How to complete this task
State how many lines of the listing below include the word "Ordering". Give only the number.

Provided data
[Start of section]
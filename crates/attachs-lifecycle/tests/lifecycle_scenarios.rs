//! End-to-end lifecycle scenarios over the in-memory backends.

use std::sync::atomic::{AtomicBool, Ordering};
use std::sync::{Arc, Mutex};

use async_trait::async_trait;
use attachs_core::{AttachsConfig, KeyStrategy, Lockable, UNPROCESSED};
use attachs_lifecycle::*;
use bytes::Bytes;
use chrono::{Duration, Utc};
use serde_json::{json, Value};

const JPEG: &[u8] = &[
    0xFF, 0xD8, 0xFF, 0xE0, 0x00, 0x10, 0x4A, 0x46, 0x49, 0x46, 0x00, 0x01,
];

/// Memory storage that records every put and delete
#[derive(Default)]
struct RecordingStorage {
    inner: MemoryStorage,
    puts: Mutex<Vec<String>>,
    deletes: Mutex<Vec<String>>,
}

impl RecordingStorage {
    fn puts(&self) -> Vec<String> {
        self.puts.lock().unwrap().clone()
    }

    fn deletes(&self) -> Vec<String> {
        self.deletes.lock().unwrap().clone()
    }

    fn reset(&self) {
        self.puts.lock().unwrap().clear();
        self.deletes.lock().unwrap().clear();
    }
}

#[async_trait]
impl StorageBackend for RecordingStorage {
    async fn put(&self, path: &str, data: Bytes, content_type: &str) -> StorageResult<FileMetadata> {
        self.puts.lock().unwrap().push(path.to_string());
        self.inner.put(path, data, content_type).await
    }

    async fn get(&self, path: &str) -> StorageResult<Bytes> {
        self.inner.get(path).await
    }

    async fn delete(&self, path: &str) -> StorageResult<()> {
        self.deletes.lock().unwrap().push(path.to_string());
        self.inner.delete(path).await
    }

    async fn exists(&self, path: &str) -> StorageResult<bool> {
        self.inner.exists(path).await
    }

    async fn list(&self, prefix: &str) -> StorageResult<Vec<StoredObject>> {
        self.inner.list(prefix).await
    }

    fn url(&self, path: &str, options: &UrlOptions) -> String {
        self.inner.url(path, options)
    }

    fn name(&self) -> &str {
        "recording"
    }
}

/// Fails every non-original style while `failing` is set
#[derive(Default)]
struct FlakyTransformer {
    failing: AtomicBool,
}

#[async_trait]
impl Transformer for FlakyTransformer {
    async fn transform(
        &self,
        source: Bytes,
        style: &StyleSpec,
        _content_type: &str,
    ) -> Result<Bytes, TransformError> {
        if self.failing.load(Ordering::SeqCst) {
            return Err(TransformError::Failed(format!("{} unavailable", style.name)));
        }
        let mut out = source.to_vec();
        out.extend_from_slice(style.config.to_string().as_bytes());
        Ok(Bytes::from(out))
    }
}

struct Harness {
    config: AttachsConfig,
    store: Arc<MemoryAttachmentStore>,
    storage: Arc<RecordingStorage>,
    transformer: Arc<FlakyTransformer>,
}

type Service = AttachmentService<MemoryAttachmentStore, RecordingStorage>;

impl Harness {
    fn new() -> Self {
        Self {
            config: AttachsConfig {
                prefix: Some("uploads".to_string()),
                ..Default::default()
            },
            store: Arc::new(MemoryAttachmentStore::new()),
            storage: Arc::new(RecordingStorage::default()),
            transformer: Arc::new(FlakyTransformer::default()),
        }
    }

    /// Service over the shared store and storage with `thumb` configured as given
    fn service(&self, thumb: Value) -> Arc<Service> {
        let registry = StaticRegistry::new().with_slot(
            "User",
            "avatar",
            SlotOptions::new().style("thumb", thumb),
        );
        let processor = AttachmentProcessor::new(
            self.store.clone(),
            self.storage.clone(),
            self.transformer.clone(),
            KeyDeriver::from_config(&self.config),
            StyleRegistry::new(Arc::new(registry), &self.config),
        );
        Arc::new(AttachmentService::new(Arc::new(processor), &self.config))
    }
}

fn upload() -> NewUpload {
    NewUpload::new("User", "avatar", "photo.jpg", JPEG)
}

#[test]
fn derived_path_is_reproducible() {
    for strategy in [KeyStrategy::ContentHash, KeyStrategy::Obfuscated] {
        let config = AttachsConfig {
            prefix: Some("uploads".to_string()),
            key_strategy: strategy,
            ..Default::default()
        };
        let first = KeyDeriver::from_config(&config).derive(42, &StyleSpec::original(), "jpg");
        let second = KeyDeriver::from_config(&config).derive(42, &StyleSpec::original(), "jpg");

        assert_eq!(first, second);
        assert!(first.starts_with("uploads/42/"));
        assert!(first.ends_with(".jpg"));
    }
}

#[tokio::test]
async fn processed_attachment_has_complete_metadata() {
    let harness = Harness::new();
    let service = harness.service(json!({"width": 100}));

    let attachment = service.upload_and_process(upload()).await.unwrap();

    assert!(attachment.is_processed());
    assert_eq!(attachment.content_type.as_deref(), Some("image/jpeg"));
    assert_eq!(attachment.extension.as_deref(), Some("jpg"));
    assert_eq!(attachment.size_bytes, Some(JPEG.len() as i64));
    assert!(attachment.processed_at.unwrap() > attachment.requested_at);
}

#[tokio::test]
async fn attaching_requires_processing() {
    let harness = Harness::new();
    let service = harness.service(json!({"width": 100}));

    let pending = service.register_upload(upload()).await.unwrap();
    let id = pending.id.unwrap();

    let err = service.attach(id, 9).await.unwrap_err();
    assert!(err.validation_errors().unwrap().has_base(UNPROCESSED));
    assert!(!err.is_retryable());

    service.process(id).await.unwrap();
    let attached = service.attach(id, 9).await.unwrap();
    assert!(attached.is_attached());

    let err = service.reclassify(id, "User", "avatar_old").await.unwrap_err();
    assert!(err.validation_errors().is_some());
}

#[tokio::test]
async fn destroying_processed_deletes_each_path_once() {
    let harness = Harness::new();
    let service = harness.service(json!({"width": 100}));

    let attachment = service.upload_and_process(upload()).await.unwrap();
    let expected = service.stored_paths(&attachment);
    assert_eq!(expected.len(), 2);
    harness.storage.reset();

    service.destroy(attachment.id.unwrap()).await.unwrap();

    let mut deletes = harness.storage.deletes();
    deletes.sort();
    assert_eq!(deletes, expected.into_iter().collect::<Vec<_>>());
    assert!(service.get(attachment.id.unwrap()).await.unwrap().is_none());
}

#[tokio::test]
async fn destroying_unprocessed_deletes_nothing() {
    let harness = Harness::new();
    let service = harness.service(json!({"width": 100}));

    let pending = service.register_upload(upload()).await.unwrap();
    harness.storage.reset();

    service.destroy(pending.id.unwrap()).await.unwrap();
    assert!(harness.storage.deletes().is_empty());
}

#[tokio::test]
async fn reprocessing_moves_only_changed_styles() {
    let harness = Harness::new();
    let before = harness.service(json!({"width": 100}));

    let attachment = before.upload_and_process(upload()).await.unwrap();
    let id = attachment.id.unwrap();
    let old_original = before.url(&attachment, None).unwrap();
    let old_thumb = before.url(&attachment, Some("thumb")).unwrap();
    harness.storage.reset();

    let after = harness.service(json!({"width": 120}));
    let report = after.processor().reprocess(id).await.unwrap();

    assert_eq!(report.written.len(), 1);
    assert_eq!(report.removed.len(), 1);
    assert_eq!(report.unchanged.len(), 1);
    assert_eq!(harness.storage.puts(), report.written);
    assert_eq!(harness.storage.deletes(), report.removed);

    let reloaded = after.get(id).await.unwrap().unwrap();
    assert_eq!(reloaded.applied_styles["thumb"], json!({"width": 120}));
    assert_eq!(after.url(&reloaded, None).unwrap(), old_original);
    let new_thumb = after.url(&reloaded, Some("thumb")).unwrap();
    assert_ne!(new_thumb, old_thumb);
    assert!(old_thumb.ends_with(&report.removed[0]));

    let thumb = after.fetch(&reloaded, Some("thumb")).await.unwrap().unwrap();
    assert!(thumb.ends_with(b"{\"width\":120}"));
}

#[tokio::test]
async fn failed_style_leaves_processing_and_retry_completes() {
    let harness = Harness::new();
    let service = harness.service(json!({"width": 100}));

    let pending = service.register_upload(upload()).await.unwrap();
    let id = pending.id.unwrap();

    harness.transformer.failing.store(true, Ordering::SeqCst);
    let err = service.process(id).await.unwrap_err();
    assert!(matches!(err, AttachmentError::Transform(_)));
    assert!(err.is_retryable());

    let stuck = service.get(id).await.unwrap().unwrap();
    assert!(stuck.is_processing());
    assert!(stuck.processed_at.is_none());
    assert_eq!(service.url(&stuck, None), None);
    // staged upload kept for the retry
    assert!(service.fetch(&stuck, None).await.unwrap().is_some());

    let original_writes = harness.storage.puts();
    harness.storage.reset();
    harness.transformer.failing.store(false, Ordering::SeqCst);

    let processed = service.process(id).await.unwrap();
    assert!(processed.is_processed());

    let paths = service.stored_paths(&processed);
    let rewritten = harness.storage.puts();
    assert_eq!(rewritten.len(), 2);
    for path in &rewritten {
        assert!(paths.contains(path));
    }
    // the original landed on the same path both times
    assert!(original_writes.iter().any(|p| rewritten.contains(p) && paths.contains(p)));
    assert_eq!(
        service.fetch(&processed, None).await.unwrap(),
        Some(Bytes::from_static(JPEG))
    );
    assert_eq!(service.fetch(&processed, None).await.unwrap().unwrap().len(), JPEG.len());
}

#[tokio::test]
async fn stale_writer_cannot_publish() {
    let harness = Harness::new();
    let service = harness.service(json!({"width": 100}));

    let pending = service.register_upload(upload()).await.unwrap();
    let id = pending.id.unwrap();
    let stale = service.get(id).await.unwrap().unwrap();

    let processed = service.process(id).await.unwrap();
    assert!(processed.lock_version() > stale.lock_version());

    let err = harness.store.update(&stale).await.unwrap_err();
    assert!(matches!(err, AttachmentError::Conflict { .. }));
    assert!(service.get(id).await.unwrap().unwrap().is_processed());
}

#[tokio::test]
async fn sweeper_honours_retention_window() {
    let harness = Harness::new();
    let service = harness.service(json!({"width": 100}));
    let sweeper = LifecycleSweeper::new(service.clone(), &harness.config);
    let now = Utc::now();

    let mut old = Attachment::new("User", "avatar");
    old.requested_at = now - Duration::days(2);
    let old_id = harness.store.create(&mut old).await.unwrap();

    let mut recent = Attachment::new("User", "avatar");
    recent.requested_at = now - Duration::hours(1);
    let recent_id = harness.store.create(&mut recent).await.unwrap();

    let report = sweeper.sweep_unattached(now).await.unwrap();
    assert_eq!(report.destroyed, 1);
    assert!(service.get(old_id).await.unwrap().is_none());
    assert!(service.get(recent_id).await.unwrap().is_some());
}

#[tokio::test]
async fn sweeper_reclaims_superseded_styles() {
    let harness = Harness::new();
    let before = harness.service(json!({"width": 100}));
    let attachment = before.upload_and_process(upload()).await.unwrap();
    let id = attachment.id.unwrap();
    before.attach(id, 1).await.unwrap();

    // a crashed reprocess wrote a style the record never published
    let keys = KeyDeriver::from_config(&harness.config);
    let abandoned = keys.derive(id, &StyleSpec::new("thumb", json!({"width": 999})), "jpg");
    harness
        .storage
        .put(&abandoned, Bytes::from_static(JPEG), "image/jpeg")
        .await
        .unwrap();

    let sweeper = LifecycleSweeper::new(before.clone(), &harness.config);
    let report = sweeper.run(Utc::now() + Duration::days(2)).await.unwrap();

    assert_eq!(report.destroyed, 0);
    assert_eq!(report.reclaimed, 1);
    assert!(!harness.storage.exists(&abandoned).await.unwrap());
    for path in before.stored_paths(&attachment) {
        assert!(harness.storage.exists(&path).await.unwrap());
    }
}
[End of section]
The completed task
4